Low perfomance for small systems, water contact angle

M_Lerdon · July 4, 2022, 3:18am

Hi Lammps users, I"ve been working on a droplet of water on silica. The system has around 120.000 atoms, but the perfomance is around 68 [hrs/ns] with 40 processors MPI (lower than the spected). I would like to know if someone can help me with some function of LAMMPS or modify any parameter to speed up the simulation. As you can see in the performance chart, the kspace is carrying the most of the computational cost.
performance_help

I"m using hybrid pair style, as you can see in the picture above.

I tried to speed it with the slab modify due to the context of the problem, and the simulation box only has 4 [nm] of vacuum for Z+ and Z-, the other directions are periodic. And it speeds up from 170 [hrs/ns] to 68 [hrs/ns], but as I said, I think is too slow for a small system.
Here is image context of the simulation.

Thanks!.

simongravelle · July 4, 2022, 5:31am

Have you try different number of processors? 40 processors seems like a lot for small systems. Its not “the more processors the better” as you have to account for the communication time. In addition, your systems has a lot of vacuum, so you may want to try to use fix_balance to better balance computational load across processors.
Best,
Simon

srtee · July 4, 2022, 11:13am

Without your input file or full output it is difficult to give specific advice, but notice how there is a very large spread between min and max times spent on Pair and KSpace – this suggests that some MPI ranks have almost no particles assigned to them and get through their force calculations quickly, while other MPI ranks have far more particles assigned. This will be a big hindrance to parallel performance.

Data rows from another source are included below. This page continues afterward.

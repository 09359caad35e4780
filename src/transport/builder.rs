//! Builder for [`TransportContext`].

use std::net::{IpAddr, SocketAddr};
use std::sync::Arc;

use tokio::net::UdpSocket;

use super::context::Settings;
use super::{
    Channel, ChannelMap, DatagramSocket, SNMP_TRAP_PORT, TRAP_SENTINEL_V4, TransportContext,
};
use crate::error::{Error, Result};
use crate::netif::{InterfaceAddress, NetworkInterface};
use crate::packet::{DEFAULT_SEGMENT_SIZE, MAX_TRANSPORT_UNIT, PacketPool};
use crate::util::{bind_udp_socket, ephemeral_for};

/// Number of transport units the default packet pool can hold at once.
const DEFAULT_POOL_UNITS: usize = 8;

/// Builder for [`TransportContext`].
///
/// Use this builder to configure and open the transport. Both channels are
/// opened by [`open()`](TransportBuilder::open); if either fails the agent
/// cannot start and the error is returned as-is.
///
/// # Example
///
/// ```rust,no_run
/// use snmp_bridge::TransportContext;
///
/// # async fn example() -> snmp_bridge::Result<()> {
/// let ctx = TransportContext::builder()
///     .bind("0.0.0.0:161")
///     .interface_address("192.168.1.50".parse().unwrap())
///     .open()
///     .await?;
/// # Ok(())
/// # }
/// ```
pub struct TransportBuilder {
    bind_addr: String,
    trap_bind_addr: Option<String>,
    trap_port: u16,
    mtu: usize,
    trap_sentinel: Option<IpAddr>,
    pool_budget: Option<usize>,
    segment_size: usize,
    interface: Option<Arc<dyn NetworkInterface>>,
    recv_buffer_size: Option<usize>,
    routes: Vec<(u16, Channel)>,
}

impl TransportBuilder {
    /// Create a new builder with default settings.
    ///
    /// Defaults:
    /// - Bind address: `0.0.0.0:161`
    /// - Trap channel: unspecified address of the same family, ephemeral port
    /// - Trap port: 162
    /// - Max transport unit: 1500 bytes
    /// - Trap sentinel: `192.0.2.0`
    /// - Packet pool: eight transport units in 512-byte segments
    /// - Interface: detached (no local address)
    /// - Receive buffer size: kernel default
    pub fn new() -> Self {
        Self {
            bind_addr: "0.0.0.0:161".to_string(),
            trap_bind_addr: None,
            trap_port: SNMP_TRAP_PORT,
            mtu: MAX_TRANSPORT_UNIT,
            trap_sentinel: Some(TRAP_SENTINEL_V4),
            pool_budget: None,
            segment_size: DEFAULT_SEGMENT_SIZE,
            interface: None,
            recv_buffer_size: None,
            routes: Vec::new(),
        }
    }

    /// Set the address the response channel binds to.
    ///
    /// Binding to port 161 usually requires privileges; use a high port
    /// during development.
    pub fn bind(mut self, addr: impl Into<String>) -> Self {
        self.bind_addr = addr.into();
        self
    }

    /// Set the address the trap channel binds to.
    pub fn trap_bind(mut self, addr: impl Into<String>) -> Self {
        self.trap_bind_addr = Some(addr.into());
        self
    }

    /// Set the destination port that selects the trap channel.
    pub fn trap_port(mut self, port: u16) -> Self {
        self.trap_port = port;
        self
    }

    /// Set the largest datagram payload accepted or sent.
    pub fn max_transport_unit(mut self, mtu: usize) -> Self {
        self.mtu = mtu;
        self
    }

    /// Set the trap sentinel address, or disable redirection with `None`.
    pub fn trap_sentinel(mut self, sentinel: Option<IpAddr>) -> Self {
        self.trap_sentinel = sentinel;
        self
    }

    /// Set the packet pool budget in bytes.
    ///
    /// Must hold at least one transport unit.
    pub fn pool_budget(mut self, bytes: usize) -> Self {
        self.pool_budget = Some(bytes);
        self
    }

    /// Set the maximum size of one chain segment.
    pub fn segment_size(mut self, bytes: usize) -> Self {
        self.segment_size = bytes;
        self
    }

    /// Use `interface` to answer local address queries.
    pub fn interface(mut self, interface: impl NetworkInterface + 'static) -> Self {
        self.interface = Some(Arc::new(interface));
        self
    }

    /// Use a fixed local address.
    pub fn interface_address(self, addr: IpAddr) -> Self {
        self.interface(InterfaceAddress::new(addr))
    }

    /// Set the kernel receive buffer size requested for the response channel.
    pub fn recv_buffer_size(mut self, size: Option<usize>) -> Self {
        self.recv_buffer_size = size;
        self
    }

    /// Route an additional destination port to a channel.
    pub fn route(mut self, port: u16, channel: Channel) -> Self {
        self.routes.push((port, channel));
        self
    }

    fn settings(&mut self) -> Result<Settings> {
        if self.mtu == 0 {
            return Err(Error::Config("max transport unit must be non-zero".into()).boxed());
        }
        if self.segment_size == 0 {
            return Err(Error::Config("segment size must be non-zero".into()).boxed());
        }

        let budget = self.pool_budget.unwrap_or(DEFAULT_POOL_UNITS * self.mtu);
        if budget < self.mtu {
            return Err(Error::Config(
                format!(
                    "pool budget of {} bytes cannot hold one {}-byte datagram",
                    budget, self.mtu
                )
                .into(),
            )
            .boxed());
        }

        let channels = self
            .routes
            .iter()
            .fold(ChannelMap::with_trap_port(self.trap_port), |map, (port, channel)| {
                map.route(*port, *channel)
            });

        let interface = self
            .interface
            .take()
            .unwrap_or_else(|| Arc::new(InterfaceAddress::detached()));

        Ok(Settings {
            mtu: self.mtu,
            channels,
            trap_sentinel: self.trap_sentinel,
            pool: PacketPool::new(budget, self.segment_size),
            interface,
        })
    }

    /// Open both channels.
    ///
    /// Binds the response channel to the configured address and the trap
    /// channel to an ephemeral port. Any failure is fatal for agent startup
    /// and is returned without retrying; a channel opened before the failure
    /// is released.
    pub async fn open(mut self) -> Result<TransportContext<UdpSocket>> {
        let settings = self.settings()?;

        let bind_addr: SocketAddr = self.bind_addr.parse().map_err(|_| {
            Error::Config(format!("invalid bind address: {}", self.bind_addr).into())
        })?;
        let trap_addr: SocketAddr = match &self.trap_bind_addr {
            Some(addr) => addr.parse().map_err(|_| {
                Error::Config(format!("invalid trap bind address: {}", addr).into())
            })?,
            None => ephemeral_for(bind_addr),
        };

        let response = bind_udp_socket(bind_addr, self.recv_buffer_size).map_err(|e| {
            tracing::error!(
                target: "snmp_bridge::transport",
                { snmp.bind = %bind_addr, error = %e },
                "binding response channel failed"
            );
            Error::Bind {
                channel: Channel::Response,
                addr: bind_addr,
                source: e,
            }
        })?;

        let trap = bind_udp_socket(trap_addr, None).map_err(|e| {
            tracing::error!(
                target: "snmp_bridge::transport",
                { snmp.bind = %trap_addr, error = %e },
                "opening trap channel failed"
            );
            Error::Bind {
                channel: Channel::Trap,
                addr: trap_addr,
                source: e,
            }
        })?;

        tracing::info!(
            target: "snmp_bridge::transport",
            {
                snmp.local_addr = ?response.local_addr().ok(),
                snmp.trap_local_addr = ?trap.local_addr().ok(),
                snmp.mtu = settings.mtu,
            },
            "transport opened"
        );

        Ok(TransportContext::from_parts(settings, response, trap))
    }

    /// Build a context over already opened sockets.
    pub fn with_sockets<S: DatagramSocket>(
        mut self,
        response: S,
        trap: S,
    ) -> Result<TransportContext<S>> {
        let settings = self.settings()?;
        Ok(TransportContext::from_parts(settings, response, trap))
    }
}

impl Default for TransportBuilder {
    fn default() -> Self {
        Self::new()
    }
}
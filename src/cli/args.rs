//! Command-line arguments for the `snmp-bridge` binary.
//!
//! Every option maps onto one [`TransportBuilder`] setting.

use clap::Parser;
use std::net::IpAddr;

use crate::packet::{DEFAULT_SEGMENT_SIZE, MAX_TRANSPORT_UNIT};
use crate::transport::{SNMP_TRAP_PORT, TRAP_SENTINEL_V4, TransportBuilder};

/// Transport options.
#[derive(Debug, Parser)]
pub struct BridgeArgs {
    /// Address the response channel binds to.
    #[arg(short = 'b', long = "bind", default_value = "0.0.0.0:161")]
    pub bind: String,

    /// Address the trap channel binds to (default: ephemeral port).
    #[arg(long = "trap-bind")]
    pub trap_bind: Option<String>,

    /// Destination port that selects the trap channel.
    #[arg(long = "trap-port", default_value_t = SNMP_TRAP_PORT)]
    pub trap_port: u16,

    /// Largest datagram payload accepted or sent, in bytes.
    #[arg(long = "mtu", default_value_t = MAX_TRANSPORT_UNIT)]
    pub mtu: usize,

    /// Trap destination rewritten to the last request's source.
    #[arg(long = "trap-sentinel", default_value_t = TRAP_SENTINEL_V4)]
    pub trap_sentinel: IpAddr,

    /// Send traps to the sentinel address as-is.
    #[arg(long = "no-trap-redirect")]
    pub no_trap_redirect: bool,

    /// Packet pool budget in bytes (default: eight transport units).
    #[arg(long = "pool-budget")]
    pub pool_budget: Option<usize>,

    /// Maximum size of one buffer chain segment, in bytes.
    #[arg(long = "segment-size", default_value_t = DEFAULT_SEGMENT_SIZE)]
    pub segment_size: usize,

    /// Address reported as the agent's local address.
    #[arg(long = "local-address")]
    pub local_address: Option<IpAddr>,

    /// Kernel receive buffer size for the response channel.
    #[arg(long = "recv-buffer")]
    pub recv_buffer: Option<usize>,

    /// Enable debug logging (snmp_bridge=debug).
    #[arg(short = 'd', long = "debug")]
    pub debug: bool,

    /// Enable trace logging (snmp_bridge=trace).
    #[arg(short = 'D', long = "trace")]
    pub trace: bool,
}

impl BridgeArgs {
    /// Build a transport builder from the arguments.
    pub fn builder(&self) -> TransportBuilder {
        let mut builder = TransportBuilder::new()
            .bind(self.bind.clone())
            .trap_port(self.trap_port)
            .max_transport_unit(self.mtu)
            .segment_size(self.segment_size)
            .recv_buffer_size(self.recv_buffer);

        builder = builder.trap_sentinel((!self.no_trap_redirect).then_some(self.trap_sentinel));
        if let Some(addr) = &self.trap_bind {
            builder = builder.trap_bind(addr.clone());
        }
        if let Some(budget) = self.pool_budget {
            builder = builder.pool_budget(budget);
        }
        if let Some(ip) = self.local_address {
            builder = builder.interface_address(ip);
        }
        builder
    }

    /// Initialize tracing based on debug/trace flags.
    pub fn init_tracing(&self) {
        use tracing_subscriber::EnvFilter;

        let filter = if self.trace {
            "snmp_bridge=trace"
        } else if self.debug {
            "snmp_bridge=debug"
        } else {
            "snmp_bridge=info"
        };

        let _ = tracing_subscriber::fmt()
            .with_env_filter(EnvFilter::new(filter))
            .with_writer(std::io::stderr)
            .try_init();
    }
}
//! GPIO peripheral MIB: `enterprises.<n>.1`.
//!
//! ```text
//! .1.<id>.0   button <id>   INTEGER  read-only
//! .2.<id>.0   LED <id>      INTEGER  read-write
//! ```

use std::sync::Arc;
use std::sync::atomic::{AtomicBool, Ordering};

use super::{Access, ENTERPRISES, MibStatus};

/// A pin that can be sampled.
pub trait DigitalInput: Send + Sync {
    /// Current level.
    fn is_high(&self) -> bool;
}

/// A pin that can be driven.
pub trait DigitalOutput: Send + Sync {
    /// Level last written.
    fn is_set_high(&self) -> bool;

    /// Drive the pin.
    fn set_level(&self, high: bool);
}

/// In-memory pin, for hosts without GPIO.
///
/// Clones share the level, so a test can keep one clone to press a button
/// or observe an LED.
#[derive(Debug, Clone, Default)]
pub struct MemoryPin(Arc<AtomicBool>);

impl MemoryPin {
    /// Create a pin at `level`.
    pub fn new(level: bool) -> Self {
        Self(Arc::new(AtomicBool::new(level)))
    }
}

impl DigitalInput for MemoryPin {
    fn is_high(&self) -> bool {
        self.0.load(Ordering::Relaxed)
    }
}

impl DigitalOutput for MemoryPin {
    fn is_set_high(&self) -> bool {
        self.0.load(Ordering::Relaxed)
    }

    fn set_level(&self, high: bool) {
        self.0.store(high, Ordering::Relaxed);
    }
}

/// Subtree of the GPIO MIB.
#[derive(Debug, Clone, Copy, PartialEq, Eq)]
pub enum GpioGroup {
    /// `.1`, push buttons.
    Buttons,
    /// `.2`, LEDs.
    Leds,
}

impl GpioGroup {
    fn arc(self) -> u32 {
        match self {
            Self::Buttons => 1,
            Self::Leds => 2,
        }
    }

    fn access(self) -> Access {
        match self {
            Self::Buttons => Access::ReadOnly,
            Self::Leds => Access::ReadWrite,
        }
    }
}

/// The GPIO peripheral MIB with two buttons and two LEDs.
///
/// # Example
///
/// ```rust
/// use snmp_bridge::mib::{GpioGroup, GpioPerifMib, MemoryPin, MibStatus};
///
/// let led = MemoryPin::default();
/// let mib = GpioPerifMib::new(
///     26381,
///     [MemoryPin::default(), MemoryPin::default()],
///     [led.clone(), MemoryPin::default()],
/// );
///
/// assert_eq!(mib.set_test(GpioGroup::Leds, 1), MibStatus::NoError);
/// assert_eq!(mib.set_commit(GpioGroup::Leds, 1, 42), MibStatus::NoError);
/// assert_eq!(mib.get(GpioGroup::Leds, 1), Ok(1));
/// ```
pub struct GpioPerifMib<I = MemoryPin, O = MemoryPin> {
    base: Vec<u32>,
    buttons: [I; 2],
    leds: [O; 2],
}

impl<I: DigitalInput, O: DigitalOutput> GpioPerifMib<I, O> {
    /// Create the MIB under `enterprises.<enterprise>.1`.
    pub fn new(enterprise: u32, buttons: [I; 2], leds: [O; 2]) -> Self {
        let mut base = ENTERPRISES.to_vec();
        base.extend([enterprise, 1]);
        Self {
            base,
            buttons,
            leds,
        }
    }

    /// OID of the subtree root.
    pub fn base_oid(&self) -> &[u32] {
        &self.base
    }

    /// Map an instance OID (`base.<group>.<id>.0`) to its group and id.
    pub fn resolve(&self, oid: &[u32]) -> Option<(GpioGroup, u32)> {
        let rest = oid.strip_prefix(self.base.as_slice())?;
        let group = match rest {
            [1, _, 0] => GpioGroup::Buttons,
            [2, _, 0] => GpioGroup::Leds,
            _ => return None,
        };
        Some((group, rest[1]))
    }

    /// Every instance with its OID and access mode, in lexicographic order.
    pub fn instances(&self) -> Vec<(Vec<u32>, Access)> {
        [GpioGroup::Buttons, GpioGroup::Leds]
            .into_iter()
            .flat_map(|group| {
                (1..=2).map(move |id| {
                    let mut oid = self.base.clone();
                    oid.extend([group.arc(), id, 0]);
                    (oid, group.access())
                })
            })
            .collect()
    }

    /// Read an instance: 1 for high, 0 for low.
    pub fn get(&self, group: GpioGroup, id: u32) -> Result<i32, MibStatus> {
        let level = match (group, slot(id)) {
            (GpioGroup::Buttons, Some(i)) => self.buttons[i].is_high(),
            (GpioGroup::Leds, Some(i)) => self.leds[i].is_set_high(),
            (_, None) => {
                tracing::debug!(target: "snmp_bridge::mib", { snmp.group = ?group, snmp.id = id }, "get: unknown id");
                return Err(MibStatus::GenErr);
            }
        };
        Ok(i32::from(level))
    }

    /// Check that a SET of an instance can proceed.
    pub fn set_test(&self, group: GpioGroup, id: u32) -> MibStatus {
        match (group, slot(id)) {
            (GpioGroup::Buttons, _) => MibStatus::NotWritable,
            (GpioGroup::Leds, Some(_)) => MibStatus::NoError,
            (GpioGroup::Leds, None) => {
                tracing::debug!(target: "snmp_bridge::mib", { snmp.id = id }, "set_test: unknown LED");
                MibStatus::GenErr
            }
        }
    }

    /// Write an LED. Any non-zero value turns it on.
    pub fn set_commit(&self, group: GpioGroup, id: u32, value: i32) -> MibStatus {
        match (group, slot(id)) {
            (GpioGroup::Buttons, _) => MibStatus::NotWritable,
            (GpioGroup::Leds, Some(i)) => {
                self.leds[i].set_level(value != 0);
                tracing::debug!(target: "snmp_bridge::mib", { snmp.id = id, snmp.value = value }, "LED set");
                MibStatus::NoError
            }
            (GpioGroup::Leds, None) => {
                tracing::debug!(target: "snmp_bridge::mib", { snmp.id = id }, "set_commit: unknown LED");
                MibStatus::GenErr
            }
        }
    }
}

fn slot(id: u32) -> Option<usize> {
    match id {
        1 => Some(0),
        2 => Some(1),
        _ => None,
    }
}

Furthermore, kspace_modify slab is not a way to speed up (or slow down) a simulation – it is a completely different physical model of the system.

Some general points:

On a HPC, make sure you’re avoiding communication between nodes as much as possible. Whether on one node or many, make sure you’re requesting exclusive access and specify the right number of MPI procs to fill them up.
Use the OPENMP package to reduce MPI communication by having half the number of MPI procs and running two OpenMP threads per proc.
Run a short benchmark on a small number of procs, say half an hour on 2 procs. If you’re spending about 1.5-2x as many core-hour per ns scaling up to 40 procs, that’s okay! It’s completely possible that this is just the speed you should expect.
Partition the processors intelligently with the processors command – either processors * * 1 or (with careful consideration of the z cutoff point) processors * * 2 may significantly speed up your run.
Try increasing the Coulombic short range cutoff (carefully). Roughly speaking, pair comms are neighbour (proc) to neighbour and KSpace comms are all to all. Increasing the Coulombic cutoff shifts computational work from KSpace to pair, which may be better for comms on large numbers of procs. I don’t remember offhand if fix tune/kspace works with hybrid pair styles, but if it does you should try it.

M_Lerdon · July 6, 2022, 2:46am

Thanks for your replies, I tried the 4th general point and the time drops from 68 to 30 [hrs/ns], with processors * * 1. The energies change a little, but less than 5%.